> INFORMATION:
▬▬▬▬▬▬
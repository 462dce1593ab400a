use std::any::Any;
use std::collections::HashMap;
use std::panic::{self, AssertUnwindSafe};
use std::sync::{Arc, Mutex, MutexGuard, PoisonError};
use std::thread;

use crate::render::Image;

use super::{AssetError, AssetId, AssetLoader, AssetManifest};

/// One-shot completion callback for a load.
///
/// Receives `Ok(())` once every asset of the most recent `load` is available,
/// or the first failure once every asset has settled.
pub type ReadyCallback = Box<dyn FnOnce(Result<(), AssetError>) + Send + 'static>;

/// Asset source consumed by the game loop.
///
/// `get` has defined results only after the ready callback for the load that
/// declared the identifier has fired.
pub trait ResourceProvider: Send + Sync {
    /// Starts fetching every identifier of `manifest` in the background.
    fn load(&self, manifest: &AssetManifest);

    /// Registers `callback` to run once the most recent load has settled.
    ///
    /// Runs immediately (on the caller's thread) if it already has.
    fn on_ready(&self, callback: ReadyCallback);

    /// Resolves a loaded asset.
    fn get(&self, id: &str) -> Result<Arc<Image>, AssetError>;
}

/// Thread-backed resource provider with an in-memory cache.
///
/// Every identifier not already cached is fetched on its own loader thread.
/// Results from a load that has since been superseded by a newer `load` call
/// still populate the cache but never complete the newer load.
pub struct Resources {
    loader: Arc<dyn AssetLoader>,
    shared: Arc<Shared>,
}

#[derive(Default)]
struct Shared {
    state: Mutex<LoadState>,
}

#[derive(Default)]
struct LoadState {
    cache: HashMap<AssetId, Arc<Image>>,
    generation: u64,
    pending: usize,
    failure: Option<AssetError>,
    outcome: Option<Result<(), AssetError>>,
    waiting: Vec<ReadyCallback>,
}

impl Resources {
    pub fn new(loader: impl AssetLoader) -> Self {
        Self {
            loader: Arc::new(loader),
            shared: Arc::new(Shared::default()),
        }
    }

    /// Provider whose cache is filled up front; identifiers outside `images`
    /// fail to load with `NotLoaded`.
    pub fn preloaded<I, K>(images: I) -> Self
    where
        I: IntoIterator<Item = (K, Image)>,
        K: Into<AssetId>,
    {
        let resources = Self::new(|id: &AssetId| -> Result<Image, AssetError> {
            Err(AssetError::NotLoaded(id.clone()))
        });
        {
            let mut st = resources.shared.lock();
            st.cache
                .extend(images.into_iter().map(|(id, img)| (id.into(), Arc::new(img))));
        }
        resources
    }

    /// Number of assets currently cached.
    pub fn cached(&self) -> usize {
        self.shared.lock().cache.len()
    }

    /// Whether the most recent load has settled successfully.
    pub fn is_ready(&self) -> bool {
        matches!(self.shared.lock().outcome, Some(Ok(())))
    }
}

impl ResourceProvider for Resources {
    fn load(&self, manifest: &AssetManifest) {
        let (generation, to_fetch, settled) = {
            let mut st = self.shared.lock();
            st.generation += 1;
            st.failure = None;
            st.outcome = None;

            let to_fetch: Vec<AssetId> = manifest
                .iter()
                .filter(|id| !st.cache.contains_key(id.as_str()))
                .cloned()
                .collect();
            st.pending = to_fetch.len();

            let settled = if to_fetch.is_empty() {
                st.outcome = Some(Ok(()));
                Some(std::mem::take(&mut st.waiting))
            } else {
                None
            };

            (st.generation, to_fetch, settled)
        };

        log::info!(
            "loading {} assets ({} already cached)",
            to_fetch.len(),
            manifest.len() - to_fetch.len()
        );

        if let Some(callbacks) = settled {
            notify(callbacks, Ok(()));
            return;
        }

        for id in to_fetch {
            let loader = Arc::clone(&self.loader);
            let shared = Arc::clone(&self.shared);
            let thread_id = id.clone();

            let spawned = thread::Builder::new()
                .name("asset-loader".to_string())
                .spawn(move || {
                    let result = panic::catch_unwind(AssertUnwindSafe(|| loader.load(&thread_id)))
                        .unwrap_or_else(|payload| {
                            Err(AssetError::Panicked {
                                id: thread_id.clone(),
                                message: panic_message(payload.as_ref()),
                            })
                        });
                    shared.finish(generation, thread_id, result);
                });

            if let Err(e) = spawned {
                let message = e.to_string();
                self.shared
                    .finish(generation, id.clone(), Err(AssetError::Spawn { id, message }));
            }
        }
    }

    fn on_ready(&self, callback: ReadyCallback) {
        let outcome = {
            let mut st = self.shared.lock();
            match &st.outcome {
                Some(outcome) => outcome.clone(),
                None => {
                    st.waiting.push(callback);
                    return;
                }
            }
        };
        callback(outcome);
    }

    fn get(&self, id: &str) -> Result<Arc<Image>, AssetError> {
        self.shared
            .lock()
            .cache
            .get(id)
            .cloned()
            .ok_or_else(|| AssetError::NotLoaded(AssetId::new(id)))
    }
}

impl Shared {
    fn lock(&self) -> MutexGuard<'_, LoadState> {
        // A panicking loader thread never holds the lock across user code.
        self.state.lock().unwrap_or_else(PoisonError::into_inner)
    }

    fn finish(&self, generation: u64, id: AssetId, result: Result<Image, AssetError>) {
        let (callbacks, outcome) = {
            let mut st = self.lock();

            match result {
                Ok(img) => {
                    log::debug!("loaded `{id}`");
                    st.cache.insert(id, Arc::new(img));
                }
                Err(e) => {
                    log::error!("{e}");
                    if st.generation == generation && st.failure.is_none() {
                        st.failure = Some(e);
                    }
                }
            }

            if st.generation != generation {
                return;
            }

            st.pending = st.pending.saturating_sub(1);
            if st.pending > 0 {
                return;
            }

            let outcome = match st.failure.take() {
                Some(e) => Err(e),
                None => Ok(()),
            };
            st.outcome = Some(outcome.clone());
            (std::mem::take(&mut st.waiting), outcome)
        };

        notify(callbacks, outcome);
    }
}

fn notify(callbacks: Vec<ReadyCallback>, outcome: Result<(), AssetError>) {
    match &outcome {
        Ok(()) => log::info!("assets ready"),
        Err(e) => log::error!("asset loading failed: {e}"),
    }
    for callback in callbacks {
        callback(outcome.clone());
    }
}

fn panic_message(payload: &(dyn Any + Send)) -> String {
    if let Some(s) = payload.downcast_ref::<&str>() {
        (*s).to_string()
    } else if let Some(s) = payload.downcast_ref::<String>() {
        s.clone()
    } else {
        "unknown panic payload".to_string()
    }
}

#[cfg(test)]
mod tests {
    use super::*;
    use crate::paint::Rgba8;
    use std::sync::atomic::{AtomicUsize, Ordering};
    use std::sync::mpsc;
    use std::time::Duration;

    const WAIT: Duration = Duration::from_secs(5);

    fn solid(_: &AssetId) -> Result<Image, AssetError> {
        Ok(Image::filled(2, 2, Rgba8::WHITE))
    }

    fn ready_channel(provider: &Resources) -> mpsc::Receiver<Result<(), AssetError>> {
        let (tx, rx) = mpsc::channel();
        provider.on_ready(Box::new(move |outcome| {
            let _ = tx.send(outcome);
        }));
        rx
    }

    #[test]
    fn empty_manifest_is_ready_immediately() {
        let provider = Resources::new(solid);
        let fired = Arc::new(AtomicUsize::new(0));

        provider.load(&AssetManifest::new());
        let f = Arc::clone(&fired);
        provider.on_ready(Box::new(move |r| {
            assert!(r.is_ok());
            f.fetch_add(1, Ordering::SeqCst);
        }));

        assert_eq!(fired.load(Ordering::SeqCst), 1);
        assert!(provider.is_ready());
    }

    #[test]
    fn reverse_completion_fires_once_after_both() {
        // img1 blocks until img2 has been produced, forcing reverse completion.
        let (gate_tx, gate_rx) = mpsc::channel::<()>();
        let gate_tx = Mutex::new(gate_tx);
        let gate_rx = Mutex::new(gate_rx);
        let order = Arc::new(Mutex::new(Vec::new()));
        let order_in_loader = Arc::clone(&order);

        let provider = Resources::new(move |id: &AssetId| -> Result<Image, AssetError> {
            if id.as_str() == "img1.png" {
                gate_rx.lock().unwrap().recv_timeout(WAIT).unwrap();
            }
            order_in_loader.lock().unwrap().push(id.to_string());
            if id.as_str() == "img2.png" {
                gate_tx.lock().unwrap().send(()).unwrap();
            }
            Ok(Image::filled(1, 1, Rgba8::WHITE))
        });

        let fired = Arc::new(AtomicUsize::new(0));
        let f = Arc::clone(&fired);
        let (tx, rx) = mpsc::channel();

        provider.load(&["img1.png", "img2.png"].into_iter().collect());
        provider.on_ready(Box::new(move |r| {
            f.fetch_add(1, Ordering::SeqCst);
            let _ = tx.send(r);
        }));

        rx.recv_timeout(WAIT).unwrap().unwrap();
        assert!(rx.recv_timeout(Duration::from_millis(100)).is_err());
        assert_eq!(fired.load(Ordering::SeqCst), 1);
        assert_eq!(*order.lock().unwrap(), ["img2.png", "img1.png"]);
        assert!(provider.get("img1.png").is_ok());
        assert!(provider.get("img2.png").is_ok());
    }

    #[test]
    fn every_waiting_callback_fires_once() {
        let provider = Resources::new(solid);
        let fired = Arc::new(AtomicUsize::new(0));
        let (tx, rx) = mpsc::channel();

        provider.load(&["a", "b", "c"].into_iter().collect());
        for _ in 0..3 {
            let f = Arc::clone(&fired);
            let tx = tx.clone();
            provider.on_ready(Box::new(move |_| {
                f.fetch_add(1, Ordering::SeqCst);
                let _ = tx.send(());
            }));
        }
        drop(tx);

        for _ in 0..3 {
            rx.recv_timeout(WAIT).unwrap();
        }
        assert!(rx.recv_timeout(Duration::from_millis(100)).is_err());
        assert_eq!(fired.load(Ordering::SeqCst), 3);
    }

    #[test]
    fn late_registration_fires_immediately() {
        let provider = Resources::new(solid);
        let rx = {
            provider.load(&["a"].into_iter().collect());
            ready_channel(&provider)
        };
        rx.recv_timeout(WAIT).unwrap().unwrap();

        let again = ready_channel(&provider);
        assert_eq!(again.try_recv().unwrap(), Ok(()));
    }

    #[test]
    fn failure_is_reported_once_after_all_settle() {
        let provider = Resources::new(|id: &AssetId| -> Result<Image, AssetError> {
            if id.as_str() == "bad.png" {
                Err(AssetError::Decode { id: id.clone(), message: "corrupt".into() })
            } else {
                Ok(Image::filled(1, 1, Rgba8::WHITE))
            }
        });

        provider.load(&["good.png", "bad.png"].into_iter().collect());
        let rx = ready_channel(&provider);

        let err = rx.recv_timeout(WAIT).unwrap().unwrap_err();
        assert_eq!(err.id().as_str(), "bad.png");
        assert!(provider.get("good.png").is_ok());
        assert!(!provider.is_ready());
    }

    #[test]
    fn panicking_loader_still_settles_the_load() {
        let provider = Resources::new(|id: &AssetId| -> Result<Image, AssetError> {
            if id.as_str() == "bad.png" {
                panic!("decoder blew up");
            }
            Ok(Image::filled(1, 1, Rgba8::WHITE))
        });

        provider.load(&["good.png", "bad.png"].into_iter().collect());
        let rx = ready_channel(&provider);

        let err = rx.recv_timeout(WAIT).unwrap().unwrap_err();
        assert_eq!(
            err,
            AssetError::Panicked { id: AssetId::new("bad.png"), message: "decoder blew up".into() }
        );
        assert!(rx.recv_timeout(Duration::from_millis(100)).is_err());
        assert!(provider.get("good.png").is_ok());
        assert!(!provider.is_ready());
    }

    #[test]
    fn unknown_identifier_is_not_loaded() {
        let provider = Resources::preloaded([("known.png", Image::filled(1, 1, Rgba8::WHITE))]);
        assert!(provider.get("known.png").is_ok());
        assert_eq!(
            provider.get("unknown.png").unwrap_err(),
            AssetError::NotLoaded(AssetId::new("unknown.png"))
        );
    }

    #[test]
    fn cached_assets_are_not_fetched_again() {
        let calls = Arc::new(AtomicUsize::new(0));
        let c = Arc::clone(&calls);
        let provider = Resources::new(move |_: &AssetId| -> Result<Image, AssetError> {
            c.fetch_add(1, Ordering::SeqCst);
            Ok(Image::filled(1, 1, Rgba8::WHITE))
        });

        let manifest: AssetManifest = ["a", "b"].into_iter().collect();
        provider.load(&manifest);
        ready_channel(&provider).recv_timeout(WAIT).unwrap().unwrap();

        provider.load(&manifest);
        assert_eq!(ready_channel(&provider).try_recv().unwrap(), Ok(()));
        assert_eq!(calls.load(Ordering::SeqCst), 2);
        assert_eq!(provider.cached(), 2);
    }
}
▬▬▬▬▬▬
> ACTIVITY:
Reproduce exactly the stretch of the material above that starts at the line with "for a load." and ends at the line with "pub fn new(loader: impl", both included, and nothing else.

> REPLY:
/// One-shot completion callback for a load.
///
/// Receives `Ok(())` once every asset of the most recent `load` is available,
/// or the first failure once every asset has settled.
pub type ReadyCallback = Box<dyn FnOnce(Result<(), AssetError>) + Send + 'static>;

/// Asset source consumed by the game loop.
///
/// `get` has defined results only after the ready callback for the load that
/// declared the identifier has fired.
pub trait ResourceProvider: Send + Sync {
    /// Starts fetching every identifier of `manifest` in the background.
    fn load(&self, manifest: &AssetManifest);

    /// Registers `callback` to run once the most recent load has settled.
    ///
    /// Runs immediately (on the caller's thread) if it already has.
    fn on_ready(&self, callback: ReadyCallback);

    /// Resolves a loaded asset.
    fn get(&self, id: &str) -> Result<Arc<Image>, AssetError>;
}

/// Thread-backed resource provider with an in-memory cache.
///
/// Every identifier not already cached is fetched on its own loader thread.
/// Results from a load that has since been superseded by a newer `load` call
/// still populate the cache but never complete the newer load.
pub struct Resources {
    loader: Arc<dyn AssetLoader>,
    shared: Arc<Shared>,
}

#[derive(Default)]
struct Shared {
    state: Mutex<LoadState>,
}

#[derive(Default)]
struct LoadState {
    cache: HashMap<AssetId, Arc<Image>>,
    generation: u64,
    pending: usize,
    failure: Option<AssetError>,
    outcome: Option<Result<(), AssetError>>,
    waiting: Vec<ReadyCallback>,
}

impl Resources {
    pub fn new(loader: impl AssetLoader) -> Self {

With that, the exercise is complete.